Saturday, October 27, 2012

Future Shock?

New Bern, NC

A luxury of staying at this marina is the free Starbucks Coffee and free WSJ to read in the hotel lobby every morning. It is quite decadent. But on Wednesday, I was sitting there sipping my second cup of coffee when I realized that it didn't taste very good. "What's up," I thought, "Starbucks coffee is supposed to be the best." Indeed, I remember drinking a cup in the Fort Meyers, Fl Starbucks 3-4 years ago that was superbly good. Why wasn't this coffee equally good?

Then i realized that I was applying the wrong standard. Not just a standard of quality, but nearly absolute uniformity. We bought an iPad this year. It is one of millions Apple sold. It is identical to all other such iPads. It was perfect right out of the box. In fact, the idea of getting a lemon iPad is preposterous in this modern world. I was trying to apply that standard to coffee brewing too. Whoops inappropriate.

Years ago, we lived in the analog world (contrasted with today's digital world). Nothing was uniform in the analog world. Even if you bought top quality, a Cadillac car for example, it may have been a Monday Cadillac, or a Friday Cadillac. We didn't expect it to be perfect as delivered. Instead, we expected the dealer to tweak it as necessary to deliver the quality we paid for. No mater what the product, in the analog world there was no such thing as absolute uniformity. In today's digital world, we still have varying quality but we receive, and have come to expect nearly absolute uniformity, in goods if not services.

Not only that, but things that are imperfect are not tweaked, they are discarded. If your pone doesn't work, get a new one. If your TV stops working, don't look for a TV repairman (hardly any exist any more). If your watch battery dies, it would cost less money and much less hassle to buy a new one than try to get a new battery installed in your old watch.

I also got caught by modern attitudes in retailing this morning. I had a flat tire on my bike. This bike is 2-3 years old. I bought it at Walmart for $79. It is very rusty, having been soaked by salt spray when we are out at sea. The fender struts rusted away and I improvised new ones from coat hangers. Libby asked about the other tire, but I said "it could last a while longer.": The mistake I made was to go to the bike specialty shop only 300 yards away for a new tire. I paid $30 for a new tire, plus $5 for a new tube at the bike store (old school) Walmart (new school) would have sold it for half that price. Then it hit me. for the price of two such tires I could have bought a whole new bicycle at Walmart. It was economic nonsense for me to invest so much money repairing my bicycle.
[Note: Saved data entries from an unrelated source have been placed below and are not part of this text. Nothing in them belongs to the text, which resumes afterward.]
//! Session termination and query cancellation.
//!
//! Neither call renews the session. Both are sent with the current session
//! token and classified like any other response.

use std::time::Duration;

use bytes::Bytes;
use serde::Serialize;
use serde_json::Value;

use crate::classify::{classify, Outcome};
use crate::error::RestfulResult;
use crate::request_id::RequestId;
use crate::restful::{request_guid, RestfulClient, ACCEPT_JSON, REQUEST_GUID_KEY, REQUEST_ID_KEY};
use crate::transport::{HttpRequest, RawResponse};

/// Path of the session endpoint.
pub const SESSION_REQUEST_PATH: &str = "/session";

/// Path of the query abort endpoint.
pub const ABORT_REQUEST_PATH: &str = "/queries/v1/abort-request";

#[derive(Serialize)]
#[serde(rename_all = "camelCase")]
struct AbortRequest {
    request_id: RequestId,
}

/// Sends the session termination request.
pub(crate) async fn close_session(client: &RestfulClient, timeout: Option<Duration>) -> RestfulResult<()> {
    let url = client.endpoint().url(
        SESSION_REQUEST_PATH,
        &[
            ("delete", "true".to_string()),
            (REQUEST_ID_KEY, RequestId::new().to_string()),
            (REQUEST_GUID_KEY, request_guid()),
        ],
    )?;
    let raw = send(client, url.clone(), Bytes::new(), timeout).await?;

    match classify::<Value>(raw.status, &raw.body) {
        Outcome::SessionExpired(_) => {
            tracing::debug!("Session already expired on the server, nothing to close");
            Ok(())
        }
        other => other.into_result(&url).map(|_| ()),
    }
}

/// Sends a request to abort the query submitted under `target`.
pub(crate) async fn cancel_query(
    client: &RestfulClient,
    target: RequestId,
    timeout: Option<Duration>,
) -> RestfulResult<()> {
    let url = client.endpoint().url(
        ABORT_REQUEST_PATH,
        &[
            (REQUEST_ID_KEY, RequestId::new().to_string()),
            (REQUEST_GUID_KEY, request_guid()),
        ],
    )?;
    let body = serde_json::to_vec(&AbortRequest { request_id: target })?;

    tracing::debug!(request_id = %target, "Cancelling query");
    let raw = send(client, url.clone(), body.into(), timeout).await?;
    classify::<Value>(raw.status, &raw.body)
        .into_result(&url)
        .map(|_| ())
}

async fn send(
    client: &RestfulClient,
    url: url::Url,
    body: Bytes,
    timeout: Option<Duration>,
) -> RestfulResult<RawResponse> {
    let session_token = client.token_store().current().await.session_token;
    client
        .post(HttpRequest {
            url,
            headers: client.auth_headers(&session_token, ACCEPT_JSON),
            body,
            timeout,
            raise_on_empty_body: false,
        })
        .await
}
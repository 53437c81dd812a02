//! Request identifiers.
//!
//! A [`RequestId`] names one logical request. It is minted once and then sent
//! unchanged on every retry and every renewal-triggered resubmission, so the
//! server can recognise re-sent work.

use std::fmt;
use std::str::FromStr;

use serde::{Deserialize, Serialize};
use uuid::Uuid;

/// Identifier of a logical request.
#[derive(Debug, Clone, Copy, PartialEq, Eq, Hash, Serialize, Deserialize)]
#[serde(transparent)]
pub struct RequestId(Uuid);

impl RequestId {
    /// Mints a fresh identifier for a new logical request.
    pub fn new() -> Self {
        Self(Uuid::new_v4())
    }

    /// Returns the underlying UUID.
    pub fn as_uuid(&self) -> &Uuid {
        &self.0
    }
}

impl Default for RequestId {
    fn default() -> Self {
        Self::new()
    }
}

impl From<Uuid> for RequestId {
    fn from(uuid: Uuid) -> Self {
        Self(uuid)
    }
}

impl FromStr for RequestId {
    type Err = uuid::Error;

    fn from_str(s: &str) -> Result<Self, Self::Err> {
        Uuid::parse_str(s).map(Self)
    }
}

impl fmt::Display for RequestId {
    fn fmt(&self, f: &mut fmt::Formatter<'_>) -> fmt::Result {
        self.0.hyphenated().fmt(f)
    }
}
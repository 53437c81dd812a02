//! Caller-side retry of transient failures.

use std::future::Future;

use crate::config::RetryPolicy;
use crate::error::RestfulResult;
use crate::request_id::RequestId;

/// Runs `operation` until it succeeds, fails with a non-retriable error, or
/// `policy` runs out of attempts.
///
/// Every attempt belongs to the same logical request `request_id`; the
/// operation is expected to reuse it. The last error is returned when the
/// attempts run out.
pub async fn retry_transient<T, F, Fut>(
    policy: &RetryPolicy,
    request_id: RequestId,
    mut operation: F,
) -> RestfulResult<T>
where
    F: FnMut() -> Fut,
    Fut: Future<Output = RestfulResult<T>>,
{
    let max_attempts = policy.max_attempts.max(1);
    let mut attempt = 1;
    loop {
        match operation().await {
            Ok(value) => return Ok(value),
            Err(error) if error.is_retriable() && attempt < max_attempts => {
                let delay = policy.backoff(attempt);
                tracing::debug!(
                    request_id = %request_id,
                    attempt = attempt,
                    delay_ms = delay.as_millis() as u64,
                    error = %error,
                    "Retrying after transient failure"
                );
                tokio::time::sleep(delay).await;
                attempt += 1;
            }
            Err(error) => {
                if error.is_retriable() {
                    tracing::warn!(
                        request_id = %request_id,
                        attempt = attempt,
                        error = %error,
                        "Giving up after transient failures"
                    );
                }
                return Err(error);
            }
        }
    }
}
Holy mackerel, things are changing more rapidly that I had realized. Will my grandchildren live to see the day when cars and houses become not economically repairable? That sounds preposterous to me, but until today I would have said that it was preposterous for bicycles too.

 

1 comment:

  1. Of course, getting into the salt water, your bike will turn out to be covered with rust after some time. It's true that some of the things are unrepairable and sometimes, we feel like you cannot do something about it. But,let us just see what the future can offer to us.